By |2020-07-27T07:24:33+00:00July 27th, 2020|

The Coronavirus Aid, Relief and Economic Security Act temporarily placed federal student loans in forbearance, pausing payments and interest accrual through Sept. 30 of this year. Without further federal intervention, payments resume in a few short months. While it’s possible the forbearance might be extended, borrowers should start preparing to resume payments this October.

If you’ve temporarily stopped making student loan payments, here’s how to prepare for the end of student loan forbearance.

1. Prepare Your Budget

Removing your student loan payments from your budget probably gave you a little extra financial cushion to work with. To prepare for payments, you should plug your monthly payment amount back into your budget to see how it affects your income and expenses. If you need to adjust priorities to afford your payment, running different scenarios now can be helpful.

If possible, it might make sense to put a little money aside in savings to make transitioning to payments easier in October.

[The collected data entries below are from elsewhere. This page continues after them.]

impl std::fmt::Debug for EffectHandle {
    fn fmt(&self, f: &mut std::fmt::Formatter<'_>) -> std::fmt::Result {
        f.debug_struct("EffectHandle")
            .field("pending_effects", &self.effects.load(Ordering::SeqCst))
            .finish_non_exhaustive()
    }
}

/// Internal: completion tracking passed through effect execution.
struct EffectTracking {
    counter: Arc<AtomicUsize>,
    notifier: Arc<watch::Sender<()>>,
}

impl EffectTracking {
    fn increment(&self) {
        self.counter.fetch_add(1, Ordering::SeqCst);
    }

    fn decrement(&self) {
        if self.counter.fetch_sub(1, Ordering::SeqCst) == 1 {
            let _ = self.notifier.send(());
        }
    }
}

impl Clone for EffectTracking {
    fn clone(&self) -> Self {
        Self {
            counter: Arc::clone(&self.counter),
            notifier: Arc::clone(&self.notifier),
        }
    }
}

/// Internal: RAII guard that decrements the effect counter on drop, so the
/// counter stays correct even if an effect task panics.
struct DecrementGuard(EffectTracking);

impl Drop for DecrementGuard {
    fn drop(&mut self) {
        self.0.decrement();
    }
}

/// Guard that decrements an atomic counter on drop (for shutdown tracking).
struct AtomicCounterGuard(Arc<AtomicUsize>);

impl Drop for AtomicCounterGuard {
    fn drop(&mut self) {
        self.0.fetch_sub(1, Ordering::SeqCst);
    }
}

/// The store: runtime coordinator for a reducer.
///
/// The store manages:
///
/// 1. State (behind an async `RwLock`)
/// 2. Reducer execution (serialized at the write lock)
/// 3. Effect execution with a feedback loop (effects produce actions, which
///    are dispatched back through the same path)
/// 4. State observation (a watch channel carrying a clone of every
///    post-reduce snapshot) and action observation (a broadcast channel of
///    effect-produced actions)
///
/// # Type parameters
///
/// - `S`: state type
/// - `A`: action type
/// - `E`: environment type
/// - `R`: reducer implementation
pub struct Store<S, A, E, R>
where
    R: Reducer<State = S, Action = A, Environment = E>,
{
    state: Arc<RwLock<S>>,
    reducer: R,
    environment: E,
    shutdown: Arc<AtomicBool>,
    pending_effects: Arc<AtomicUsize>,
    /// Actions produced by effects are broadcast to observers; the initial
    /// action of a `send` is not.
    action_broadcast: broadcast::Sender<A>,
    /// Every post-reduce state snapshot is published here. Subscribers see
    /// the latest value immediately on subscription.
    state_watch: watch::Sender<S>,
}

impl<S, A, E, R> Store<S, A, E, R>
where
    R: Reducer<State = S, Action = A, Environment = E> + Clone + Send + Sync + 'static,
    A: Clone + Send + 'static,
    S: Clone + Send + Sync + 'static,
    E: Clone + Send + Sync + 'static,
{
    /// Create a new store with initial state, reducer, and environment.
    ///
    /// The action broadcast capacity defaults to 16; use
    /// [`Store::with_broadcast_capacity`] when observers may lag.
    #[must_use]
    pub fn new(initial_state: S, reducer: R, environment: E) -> Self {
        Self::with_broadcast_capacity(initial_state, reducer, environment, 16)
    }

    /// Create a new store with a custom action broadcast capacity.
    #[must_use]
    pub fn with_broadcast_capacity(
        initial_state: S,
        reducer: R,
        environment: E,
        capacity: usize,
    ) -> Self {
        let (action_broadcast, _) = broadcast::channel(capacity);
        let (state_watch, _) = watch::channel(initial_state.clone());

        Self {
            state: Arc::new(RwLock::new(initial_state)),
            reducer,
            environment,
            shutdown: Arc::new(AtomicBool::new(false)),
            pending_effects: Arc::new(AtomicUsize::new(0)),
            action_broadcast,
            state_watch,
        }
    }

    /// Send an action to the store.
    ///
    /// Runs the reducer synchronously under the write lock, publishes the
    /// new state snapshot, then starts executing the returned effects in
    /// spawned tasks. Returns before the effects complete; await the
    /// returned [`EffectHandle`] to wait for them.
    ///
    /// # Errors
    ///
    /// Returns [`StoreError::ShutdownInProgress`] if the store is shutting
    /// down.
    #[tracing::instrument(skip(self, action), name = "store_send")]
    pub async fn send(&self, action: A) -> Result<EffectHandle, StoreError> {
        if self.shutdown.load(Ordering::Acquire) {
            tracing::warn!("rejected action: store is shutting down");
            return Err(StoreError::ShutdownInProgress);
        }

        metrics::counter!("entity_store.actions.total").increment(1);

        let (handle, tracking) = EffectHandle::new();

        let effects = {
            let mut state = self.state.write().await;

            let start = std::time::Instant::now();
            let effects = self.reducer.reduce(&mut state, action, &self.environment);
            metrics::histogram!("entity_store.reducer.duration_seconds")
                .record(start.elapsed().as_secs_f64());

            // Publish while still holding the write lock so snapshots reach
            // the watch channel in reduction order.
            self.state_watch.send_replace(state.clone());

            effects
        };

        tracing::trace!(effect_count = effects.len(), "executing effects");
        for effect in effects {
            self.execute_effect(effect, tracking.clone());
        }

        Ok(handle)
    }

    /// Send an action and wait for a matching result action.
    ///
    /// Designed for request/response flows: subscribes to the action
    /// broadcast *before* sending (so the response cannot be missed), sends
    /// the action, then returns the first effect-produced action matching
    /// `predicate`.
    ///
    /// # Errors
    ///
    /// - [`StoreError::Timeout`] if no matching action arrives in time
    /// - [`StoreError::ChannelClosed`] if the broadcast channel closes
    /// - [`StoreError::ShutdownInProgress`] if the store is shutting down
    pub async fn send_and_wait_for<F>(
        &self,
        action: A,
        predicate: F,
        timeout: Duration,
    ) -> Result<A, StoreError>
    where
        F: Fn(&A) -> bool,
    {
        let mut rx = self.action_broadcast.subscribe();

        self.send(action).await?;

        tokio::time::timeout(timeout, async {
            loop {
                match rx.recv().await {
                    Ok(action) if predicate(&action) => return Ok(action),
                    Ok(_) => {}
                    Err(broadcast::error::RecvError::Lagged(skipped)) => {
                        // Keep waiting; the timeout catches a dropped match.
                        tracing::warn!(skipped, "action observer lagged");
                    }
                    Err(broadcast::error::RecvError::Closed) => {
                        return Err(StoreError::ChannelClosed);
                    }
                }
            }
        })
        .await
        .map_err(|_| StoreError::Timeout)?
    }

    /// Read current state via a closure, releasing the lock promptly.
    pub async fn state<F, T>(&self, f: F) -> T
    where
        F: FnOnce(&S) -> T,
    {
        let state = self.state.read().await;
        f(&state)
    }

    /// Subscribe to state snapshots.
    ///
    /// The receiver immediately holds the latest snapshot; every subsequent
    /// reduction publishes a new one.
    #[must_use]
    pub fn subscribe(&self) -> watch::Receiver<S> {
        self.state_watch.subscribe()
    }

    /// Subscribe to all actions produced by effects.
    ///
    /// Initial actions passed to [`Store::send`] are not broadcast; only
    /// the actions effects feed back (busy indications, responses, errors).
    #[must_use]
    pub fn subscribe_actions(&self) -> broadcast::Receiver<A> {
        self.action_broadcast.subscribe()
    }

    /// Initiate graceful shutdown: reject new actions, then wait for
    /// pending effects to finish.
    ///
    /// # Errors
    ///
    /// Returns [`StoreError::ShutdownTimeout`] if effects are still running
    /// when the timeout expires.
    pub async fn shutdown(&self, timeout: Duration) -> Result<(), StoreError> {
        tracing::info!("initiating graceful shutdown");
        self.shutdown.store(true, Ordering::Release);

        let start = std::time::Instant::now();
        let poll_interval = Duration::from_millis(100);

        loop {
            let pending = self.pending_effects.load(Ordering::Acquire);

            if pending == 0 {
                tracing::info!("all effects completed, shutdown successful");
                return Ok(());
            }

            if start.elapsed() >= timeout {
                tracing::error!(pending_effects = pending, "shutdown timeout");
                return Err(StoreError::ShutdownTimeout(pending));
            }

            tokio::time::sleep(poll_interval).await;
        }
    }

    /// Execute one effect with completion tracking.
    ///
    /// Effects run in spawned tasks; actions they produce are broadcast to
    /// observers and dispatched back into the store. The [`DecrementGuard`]
    /// keeps the handle's counter correct even if a task panics.
    fn execute_effect(&self, effect: Effect<A>, tracking: EffectTracking) {
        match effect {
            Effect::None => {
                tracing::trace!("executing Effect::None (no-op)");
                metrics::counter!("entity_store.effects.executed", "type" => "none").increment(1);
            }
            Effect::Delay { duration, action } => {
                tracing::trace!(?duration, "executing Effect::Delay");
                metrics::counter!("entity_store.effects.executed", "type" => "delay").increment(1);
                tracking.increment();

                self.pending_effects.fetch_add(1, Ordering::SeqCst);
                let pending_guard = AtomicCounterGuard(Arc::clone(&self.pending_effects));

                let store = self.clone();
                tokio::spawn(async move {
                    let _guard = DecrementGuard(tracking);
                    let _pending_guard = pending_guard;

                    tokio::time::sleep(duration).await;

                    let _ = store.action_broadcast.send((*action).clone());
                    let _ = store.send(*action).await;
                });
            }
            Effect::Future(fut) => {
                tracing::trace!("executing Effect::Future");
                metrics::counter!("entity_store.effects.executed", "type" => "future").increment(1);
                tracking.increment();

                self.pending_effects.fetch_add(1, Ordering::SeqCst);
                let pending_guard = AtomicCounterGuard(Arc::clone(&self.pending_effects));

                let store = self.clone();
                tokio::spawn(async move {
                    let _guard = DecrementGuard(tracking);
                    let _pending_guard = pending_guard;

                    if let Some(action) = fut.await {
                        let _ = store.action_broadcast.send(action.clone());
                        let _ = store.send(action).await;
                    }
                });
            }
            Effect::Stream(mut stream) => {
                tracing::trace!("executing Effect::Stream");
                metrics::counter!("entity_store.effects.executed", "type" => "stream").increment(1);
                tracking.increment();

                self.pending_effects.fetch_add(1, Ordering::SeqCst);
                let pending_guard = AtomicCounterGuard(Arc::clone(&self.pending_effects));

                let store = self.clone();
                tokio::spawn(async move {
                    let _guard = DecrementGuard(tracking);
                    let _pending_guard = pending_guard;

                    while let Some(action) = stream.next().await {
                        let _ = store.action_broadcast.send(action.clone());
                        let _ = store.send(action).await;
                    }
                    tracing::trace!("Effect::Stream exhausted");
                });
            }
        }
    }
}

2. Evaluate All Repayment Plans

There are plenty of options for federal student loan repayment. You can change your plan at any time for free with your loan servicer. You should start evaluating your options now; there are eligibility requirements and stipulations for each repayment option. Available plans include:

  • Standard Repayment Plan: Payments are set at a fixed amount to pay off your loan in 10 years (10 to 30 years for consolidation Loans).
  • Graduated Payment Plan: Payments start lower and increase over time, generally every two years, to pay off your loan in 10 years (10 to 30 years for consolidation loans).
  • Extended Repayment Plans: Payments are fixed or graduated to pay off your loan in 25 years.
  • Revised Pay As You Earn Repayment Plan (REPAYE): Payments are set at 10% of your discretionary income. You must certify your income and family size each year. In most cases, your spouse’s income and debt are considered if you’re married. Any outstanding debt is forgiven after 20 years for undergraduate study, or 25 years for graduate or professional study.
  • Income-Based Repayment (IBR): Payments are set at 10% or 15% of your discretionary income depending on when you received your loans. You must certify your income and family size each year. Your spouse’s income and debt may be considered if you file a joint return. This option is for borrowers with high debt compared to their income. Any outstanding debt is forgiven after 25 years.
  • Income-Sensitive Repayment Plan: Only for Federal Family Education Loan Program loans that are not eligible for Public Service Loan Forgiveness, this plan bases your payment on annual income to be paid within 15 years.
  • Loan Consolidation: You may be able to combine multiple student loans in a single loan with a fixed interest rate, but this option may cause you to lose some benefits. Read the Department of Education’s guide to the pros and cons of consolidation.

3. Follow the News

The government is still at work on the next coronavirus stimulus package. Many ideas have been floated, including an extension (or expiration) of forbearance, forgiveness up to a certain amount of debt and a new version of income-based repayment.

While you should start preparing to resume your payments for now, it’s possible that the government may pass some further form of relief. Continue to follow the news to see how you may be affected.